Monday, July 5, 2010

On Holiday













Here in the USA a holiday means a public holiday, a day everyone gets free, like today. We got this Monday off work to celebrate the 4th of July. Taking a few days off and going on a trip is called a vacation, not a holiday, so when I saw Tara's Gallery prompt of 'holidays', though it was the long summer caravan trips of my youth that first sprang to mind, I don't have any photographs of those  memorable trips handy, so I thought I would use the American version of Holiday as my theme.

This weekend we are combining the two concepts. Making a vacation out of the holiday. We're up in our mountain cabin, at Serene Lakes. It is as lovely as it sounds. The snow is almost all melted, the beach is sandy and the sun has pulled enough of the chill out of the water to make the lake swimmable.

It takes a while for the mountain magic to iron the city wrinkles out of my mood. At first the packing, unpacking and driving irritate. "Is it really worth the effort?" rattles in my mind, knowing I have brought up two enormous bags of laundry, and that though it is brilliant having this cabin to retreat to, the cooking and cleaning, the wrestling of kids to bed, the incessant wiping of noses and bottoms, all  follow us along.

We had planned only to stay for the three day weekend. Today was to be our last day. I took the kids to the beach this morning while Geekydaddy prepped the cabin for summer, removing snow guards and hanging bike racks. It was a lovely morning. We had put the cork back in our second bottle of Chianti the previous night, so our heads were clear when the kids woke us just before seven. We had remembered to take the frozen croissants out of the freezer too, so the promised special breakfast was created and relished.
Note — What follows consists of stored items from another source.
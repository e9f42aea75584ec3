use std::fmt;

use serde::{Deserialize, Serialize};

/// Lifecycle state of a work item. Exactly one at a time.
#[derive(Clone, Copy, Debug, PartialEq, Eq, Hash, Serialize, Deserialize)]
pub enum ItemState {
    Idle,
    Request,
    AssignedToWorker,
    Load,
    SaveActive,
    /// A save whose remaining platforms were pulled away from this process.
    SaveStalledRetracted,
    /// A local save whose remaining platforms were handed to a worker.
    SaveStalledAssignedToWorker,
}

impl ItemState {
    /// States in which the item owns an in-memory content handle.
    pub fn holds_content(self) -> bool {
        matches!(self, ItemState::Load | ItemState::SaveActive)
    }

    pub fn is_in_progress(self) -> bool {
        self != ItemState::Idle
    }

    pub fn is_save(self) -> bool {
        matches!(
            self,
            ItemState::SaveActive
                | ItemState::SaveStalledRetracted
                | ItemState::SaveStalledAssignedToWorker
        )
    }

    /// Legal edges of the item state machine.
    pub fn can_transition_to(self, next: ItemState) -> bool {
        use ItemState::*;
        match (self, next) {
            // cancellation, shutdown and eviction can always drop back to idle
            (from, Idle) => from != Idle,
            (Idle, Request) => true,
            (Request, Load) | (Request, AssignedToWorker) => true,
            (Load, SaveActive) => true,
            (SaveActive, SaveStalledRetracted) | (SaveActive, SaveStalledAssignedToWorker) => true,
            _ => false,
        }
    }
}

impl fmt::Display for ItemState {
    fn fmt(&self, f: &mut fmt::Formatter<'_>) -> fmt::Result {
        let name = match self {
            ItemState::Idle => "idle",
            ItemState::Request => "request",
            ItemState::AssignedToWorker => "assigned",
            ItemState::Load => "load",
            ItemState::SaveActive => "save",
            ItemState::SaveStalledRetracted => "save-retracted",
            ItemState::SaveStalledAssignedToWorker => "save-offloaded",
        };
        f.write_str(name)
    }
}

/// Progress marker inside [`ItemState::SaveActive`] for the platform at the
/// front of the item's pending list.
#[derive(Clone, Copy, Debug, Default, PartialEq, Eq, Serialize, Deserialize)]
pub enum SaveSubState {
    #[default]
    StartSave,
    /// Polling leaf readiness; the save suspends here while it reports pending.
    AwaitReadiness,
    /// Calling the leaf save and committing its artifact.
    Serialize,
    /// Requesting generated sub-items and flushing discoveries for the platform.
    GenerateSubItems,
}

/// Progress marker inside [`ItemState::Load`].
#[derive(Clone, Copy, Debug, Default, PartialEq, Eq, Serialize, Deserialize)]
pub enum LoadSubState {
    /// Waiting for preload readiness reported by the provider.
    #[default]
    Preload,
    ReadyToLoad,
    /// Content is in memory; waiting for room in the save stage.
    Loaded,
}

/// Why a state change happened; logged with every transition.
#[derive(Clone, Copy, Debug, PartialEq, Eq, Serialize, Deserialize)]
pub enum StateChangeReason {
    Requested,
    Classified,
    CacheHit,
    Assigned,
    Loaded,
    LoadFailed,
    Saved,
    Retracted,
    Offloaded,
    RemoteResult,
    Cancelled,
    Evicted,
    Retry,
    Shutdown,
}

#[cfg(test)]
mod tests {
    use super::ItemState::*;

    #[test]
    fn main_path_is_legal() {
        let path = [Idle, Request, Load, SaveActive, Idle];
        assert!(path.windows(2).all(|w| w[0].can_transition_to(w[1])));
    }

    #[test]
    fn save_cannot_skip_load() {
        assert!(!Request.can_transition_to(SaveActive));
        assert!(!Idle.can_transition_to(Load));
        assert!(!Idle.can_transition_to(Idle));
    }

    #[test]
    fn stalled_states_only_leave_to_idle() {
        for next in [Request, Load, SaveActive, AssignedToWorker] {
            assert!(!SaveStalledRetracted.can_transition_to(next));
            assert!(!SaveStalledAssignedToWorker.can_transition_to(next));
        }
        assert!(SaveStalledRetracted.can_transition_to(Idle));
    }
}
At the beach I remembered snacks and reminded the kids to eat them. I remembered the buckets and spades, and the inflatables and waterwings. I played with the children, building castles for stomping on, sharing pleasure in passing ducks, sailboats and butterflies, helping them swim in the lake, impressed with their imperviousness to the rather chilly water.  Nobody got sunburned or bitten by sand flies. Our snacks didn't get tipped over into the sand.  You may observe that I'm trying to notice when things go well, rather than get annoyed with myself when they don't.
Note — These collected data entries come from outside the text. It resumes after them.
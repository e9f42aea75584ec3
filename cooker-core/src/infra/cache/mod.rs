//! On-disk cache infra.
//!
//! A typed facade around `cacache` for integrity-checked build cache entries.

/// [`BuildCacheStore`](crate::cook::BuildCacheStore) on disk
pub mod disk_store;

pub use disk_store::*;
We left the beach just a few minutes too late. Geekygirl had found another little girl to play with,  and I dawdled the packing up to go home for lunch, despite Geekyboy giving clear signs that he was tired. When I say clear signs I'm not talking about subtle things only discernible to the 'in tune' mum, I mean that he said to me several times "Mamma, I tired, I wanna go home. I wanna sleep". When I deflated the angelfish rubber ring he finally lost it, distraught that this lovely plaything had been turned by evil mummy into a flabby sack of plastic. I hauled him home, a bawling bag of snot and tears.
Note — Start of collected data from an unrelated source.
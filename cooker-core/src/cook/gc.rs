//! Garbage collection scheduling.
//!
//! The controller only decides *when* to collect and how large a soft pass
//! should be; the scheduler performs the pass at a point where no item is
//! between two leaf calls.

use std::{
    fmt,
    time::{Duration, Instant},
};

use serde::{Deserialize, Serialize};
use tracing::{debug, info};

use super::config::GcConfig;

/// Memory pressure as seen by a [`MemoryProbe`].
#[derive(Clone, Copy, Debug, PartialEq, Eq, PartialOrd, Ord, Serialize, Deserialize)]
#[serde(rename_all = "lowercase")]
pub enum MemoryPressure {
    Normal,
    Elevated,
    Critical,
}

#[derive(Clone, Copy, Debug, PartialEq, Eq)]
pub struct MemorySample {
    pub available_physical_mb: u64,
    pub available_virtual_mb: u64,
    pub pressure: MemoryPressure,
}

impl MemorySample {
    pub fn unconstrained() -> Self {
        Self {
            available_physical_mb: u64::MAX,
            available_virtual_mb: u64::MAX,
            pressure: MemoryPressure::Normal,
        }
    }
}

/// Source of memory readings.
pub trait MemoryProbe: Send {
    fn sample(&mut self) -> MemorySample;
}

/// Probe that never reports pressure.
#[derive(Debug, Default)]
pub struct NoMemoryPressure;

impl MemoryProbe for NoMemoryPressure {
    fn sample(&mut self) -> MemorySample {
        MemorySample::unconstrained()
    }
}

/// Probe backed by the operating system's memory counters.
#[cfg(feature = "system-memory")]
pub struct SystemMemoryProbe {
    system: sysinfo::System,
}

#[cfg(feature = "system-memory")]
impl fmt::Debug for SystemMemoryProbe {
    fn fmt(&self, f: &mut fmt::Formatter<'_>) -> fmt::Result {
        f.debug_struct("SystemMemoryProbe").finish_non_exhaustive()
    }
}

#[cfg(feature = "system-memory")]
impl Default for SystemMemoryProbe {
    fn default() -> Self {
        Self::new()
    }
}

#[cfg(feature = "system-memory")]
impl SystemMemoryProbe {
    pub fn new() -> Self {
        Self {
            system: sysinfo::System::new(),
        }
    }
}

#[cfg(feature = "system-memory")]
impl MemoryProbe for SystemMemoryProbe {
    fn sample(&mut self) -> MemorySample {
        const MB: u64 = 1024 * 1024;
        self.system.refresh_memory();
        let total = self.system.total_memory().max(1);
        let available = self.system.available_memory();
        let used_ratio = 1.0 - (available as f64 / total as f64);
        let pressure = if used_ratio >= 0.95 {
            MemoryPressure::Critical
        } else if used_ratio >= 0.85 {
            MemoryPressure::Elevated
        } else {
            MemoryPressure::Normal
        };
        MemorySample {
            available_physical_mb: available / MB,
            available_virtual_mb: (available + self.system.free_swap()) / MB,
            pressure,
        }
    }
}

/// The probe used when the embedder does not supply one.
pub fn default_probe() -> Box<dyn MemoryProbe> {
    #[cfg(feature = "system-memory")]
    {
        Box::new(SystemMemoryProbe::new())
    }
    #[cfg(not(feature = "system-memory"))]
    {
        Box::new(NoMemoryPressure)
    }
}

/// What caused a collection.
#[derive(Clone, Copy, Debug, PartialEq, Eq)]
pub enum GcTrigger {
    ItemCount,
    MemoryPressure,
    Idle,
    Soft,
}

/// A collection the scheduler should run now.
#[derive(Clone, Copy, Debug, PartialEq, Eq)]
pub struct CollectionRequest {
    pub trigger: GcTrigger,
    /// Full passes evict every evictable item; soft passes evict
    /// `numerator / denominator` of them.
    pub full: bool,
    pub numerator: u32,
    pub denominator: u32,
}

impl CollectionRequest {
    fn full(trigger: GcTrigger) -> Self {
        Self {
            trigger,
            full: true,
            numerator: 1,
            denominator: 1,
        }
    }

    /// How many of `candidates` evictable items this pass releases.
    pub fn eviction_quota(&self, candidates: usize) -> usize {
        if self.full {
            return candidates;
        }
        let denominator = self.denominator.max(1) as usize;
        (candidates * self.numerator as usize).div_ceil(denominator)
    }

    /// Only memory pressure and soft passes evict loaded items.
    pub fn evicts(&self) -> bool {
        matches!(self.trigger, GcTrigger::MemoryPressure | GcTrigger::Soft)
    }
}

/// Outcome of a collection pass.
#[derive(Clone, Copy, Debug, Default, PartialEq, Eq)]
pub struct CollectionReport {
    pub evicted: usize,
    pub released: usize,
}

/// Hook run during a collection, after evictions. Lets the embedder drop
/// its own caches.
pub trait Collector: Send {
    fn collect(&mut self, request: &CollectionRequest) -> usize;
}

#[derive(Debug, Default)]
pub struct NoopCollector;

impl Collector for NoopCollector {
    fn collect(&mut self, _request: &CollectionRequest) -> usize {
        0
    }
}

/// Evaluates every collection trigger on each GC check.
pub struct GcController {
    config: GcConfig,
    probe: Box<dyn MemoryProbe>,
    completed_since_collect: u32,
    last_progress: Instant,
    idle_collected: bool,
    last_soft: Instant,
    soft_numerator: u32,
    collections: u64,
    soft_time: Duration,
    soft_window_start: Instant,
}

impl fmt::Debug for GcController {
    fn fmt(&self, f: &mut fmt::Formatter<'_>) -> fmt::Result {
        f.debug_struct("GcController")
            .field("completed_since_collect", &self.completed_since_collect)
            .field("soft_numerator", &self.soft_numerator)
            .field("collections", &self.collections)
            .finish_non_exhaustive()
    }
}

impl GcController {
    pub fn new(config: GcConfig, probe: Box<dyn MemoryProbe>, now: Instant) -> Self {
        let soft_numerator = config
            .soft_start_numerator
            .clamp(1, config.soft_denominator.max(1));
        Self {
            config,
            probe,
            completed_since_collect: 0,
            last_progress: now,
            idle_collected: false,
            last_soft: now,
            soft_numerator,
            collections: 0,
            soft_time: Duration::ZERO,
            soft_window_start: now,
        }
    }

    pub fn set_probe(&mut self, probe: Box<dyn MemoryProbe>) {
        self.probe = probe;
    }

    /// An item finished all of its platforms.
    pub fn note_item_completed(&mut self) {
        self.completed_since_collect = self.completed_since_collect.saturating_add(1);
    }

    pub fn note_progress(&mut self, now: Instant) {
        self.last_progress = now;
        self.idle_collected = false;
    }

    /// True once the item-count trigger is armed. Pumps stop early on this
    /// so the collection lands between two completions.
    pub fn item_threshold_reached(&self) -> bool {
        self.config.items_per_collection > 0
            && self.completed_since_collect >= self.config.items_per_collection
    }

    /// Items that may still finish before the item-count trigger arms.
    pub fn items_until_collection(&self) -> Option<u32> {
        (self.config.items_per_collection > 0).then(|| {
            self.config
                .items_per_collection
                .saturating_sub(self.completed_since_collect)
        })
    }

    pub fn soft_numerator(&self) -> u32 {
        self.soft_numerator
    }

    pub fn collections(&self) -> u64 {
        self.collections
    }

    /// Evaluates every trigger. The first that fires wins.
    pub fn evaluate(&mut self, now: Instant) -> Option<CollectionRequest> {
        if self.item_threshold_reached() {
            return Some(CollectionRequest::full(GcTrigger::ItemCount));
        }

        let sample = self.probe.sample();
        let physical_low = self.config.min_free_physical_mb > 0
            && sample.available_physical_mb < self.config.min_free_physical_mb;
        let virtual_low = self.config.min_free_virtual_mb > 0
            && sample.available_virtual_mb < self.config.min_free_virtual_mb;
        let pressured = self
            .config
            .trigger_at_pressure
            .is_some_and(|level| sample.pressure >= level);
        if physical_low || virtual_low || pressured {
            debug!(target: "cook::gc", ?sample, "memory pressure");
            return Some(CollectionRequest::full(GcTrigger::MemoryPressure));
        }

        if let Some(after) = self.config.idle_collect_after()
            && !self.idle_collected
            && now.saturating_duration_since(self.last_progress) >= after
        {
            self.idle_collected = true;
            return Some(CollectionRequest::full(GcTrigger::Idle));
        }

        if self.config.soft_enabled
            && now.saturating_duration_since(self.last_soft) >= self.config.soft_period()
        {
            self.last_soft = now;
            return Some(CollectionRequest {
                trigger: GcTrigger::Soft,
                full: false,
                numerator: self.soft_numerator,
                denominator: self.config.soft_denominator.max(1),
            });
        }
        None
    }

    /// Records a finished pass and adapts the soft share toward the time budget.
    pub fn finish(
        &mut self,
        request: &CollectionRequest,
        report: &CollectionReport,
        elapsed: Duration,
        now: Instant,
    ) {
        self.collections += 1;
        if request.full {
            self.completed_since_collect = 0;
        } else {
            self.soft_time += elapsed;
            let window = now
                .saturating_duration_since(self.soft_window_start)
                .max(self.config.soft_period())
                .max(Duration::from_millis(1));
            let spent = self.soft_time.as_secs_f32() / window.as_secs_f32();
            let denominator = self.config.soft_denominator.max(1);
            if spent > self.config.soft_time_fraction_budget {
                self.soft_numerator = self.soft_numerator.saturating_sub(1).max(1);
            } else if report.evicted + report.released > 0 {
                self.soft_numerator = (self.soft_numerator + 1).min(denominator);
            }
        }
        info!(
            target: "cook::gc",
            trigger = ?request.trigger,
            full = request.full,
            evicted = report.evicted,
            released = report.released,
            elapsed_ms = elapsed.as_millis() as u64,
            "collection finished"
        );
    }
}

#[cfg(test)]
mod tests {
    use super::*;

    struct Scripted(MemorySample);

    impl MemoryProbe for Scripted {
        fn sample(&mut self) -> MemorySample {
            self.0
        }
    }

    fn quiet() -> GcConfig {
        GcConfig {
            items_per_collection: 0,
            min_free_physical_mb: 0,
            idle_collect_after_ms: 0,
            trigger_at_pressure: None,
            ..GcConfig::default()
        }
    }

    #[test]
    fn item_count_trigger_resets_after_full_pass() {
        let now = Instant::now();
        let config = GcConfig {
            items_per_collection: 2,
            ..quiet()
        };
        let mut gc = GcController::new(config, Box::new(NoMemoryPressure), now);
        gc.note_item_completed();
        assert!(gc.evaluate(now).is_none());
        gc.note_item_completed();
        let request = gc.evaluate(now).unwrap();
        assert_eq!(request.trigger, GcTrigger::ItemCount);
        gc.finish(&request, &CollectionReport::default(), Duration::ZERO, now);
        gc.note_item_completed();
        assert!(gc.evaluate(now).is_none());
        assert_eq!(gc.collections(), 1);
    }

    #[test]
    fn reported_pressure_fires_at_the_configured_level() {
        let now = Instant::now();
        let elevated = MemorySample {
            pressure: MemoryPressure::Elevated,
            ..MemorySample::unconstrained()
        };
        let config = GcConfig {
            trigger_at_pressure: Some(MemoryPressure::Elevated),
            ..quiet()
        };
        let mut gc = GcController::new(config, Box::new(Scripted(elevated)), now);
        let request = gc.evaluate(now).unwrap();
        assert_eq!(request.trigger, GcTrigger::MemoryPressure);
        assert!(request.evicts());

        let config = GcConfig {
            trigger_at_pressure: Some(MemoryPressure::Critical),
            ..quiet()
        };
        let mut gc = GcController::new(config, Box::new(Scripted(elevated)), now);
        assert!(gc.evaluate(now).is_none());
    }

    #[test]
    fn low_physical_memory_fires() {
        let now = Instant::now();
        let config = GcConfig {
            min_free_physical_mb: 512,
            ..quiet()
        };
        let probe = Scripted(MemorySample {
            available_physical_mb: 100,
            available_virtual_mb: u64::MAX,
            pressure: MemoryPressure::Normal,
        });
        let mut gc = GcController::new(config, Box::new(probe), now);
        let request = gc.evaluate(now).unwrap();
        assert_eq!(request.trigger, GcTrigger::MemoryPressure);
        assert!(request.evicts());
    }

    #[test]
    fn idle_fires_once_until_progress() {
        let start = Instant::now();
        let config = GcConfig {
            idle_collect_after_ms: 10,
            ..quiet()
        };
        let mut gc = GcController::new(config, Box::new(NoMemoryPressure), start);
        let later = start + Duration::from_millis(20);
        assert_eq!(gc.evaluate(later).map(|r| r.trigger), Some(GcTrigger::Idle));
        assert!(gc.evaluate(later).is_none());
        gc.note_progress(later);
        let much_later = later + Duration::from_millis(20);
        assert_eq!(gc.evaluate(much_later).map(|r| r.trigger), Some(GcTrigger::Idle));
    }

    #[test]
    fn soft_share_shrinks_when_over_budget() {
        let start = Instant::now();
        let config = GcConfig {
            soft_enabled: true,
            soft_period_ms: 100,
            ..quiet()
        };
        let mut gc = GcController::new(config, Box::new(NoMemoryPressure), start);
        let due = start + Duration::from_millis(100);
        let request = gc.evaluate(due).unwrap();
        assert!(!request.full);
        assert_eq!(request.eviction_quota(10), 5);
        gc.finish(&request, &CollectionReport::default(), Duration::from_millis(50), due);
        assert_eq!(gc.soft_numerator(), 4);
        assert!(gc.evaluate(due).is_none());
    }
}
When I got back to the cabin, got the kids fed and napped, and sat down for my own lunch I realized that tantrum not withstanding, the pleasure of the morning had won my mind, and I was actually fully relaxed for the first time of the weekend. So we decided to stay on for one more day. Bliss.

I forgot to pack my big camera this weekend, and found that I spent more time just being in the moment, rather than capturing it.

But thanks to hipstamatic for iphone,  and its uncanny ability to throw a mood onto a picture, I do have a nice little snap that sums up our holiday weekend.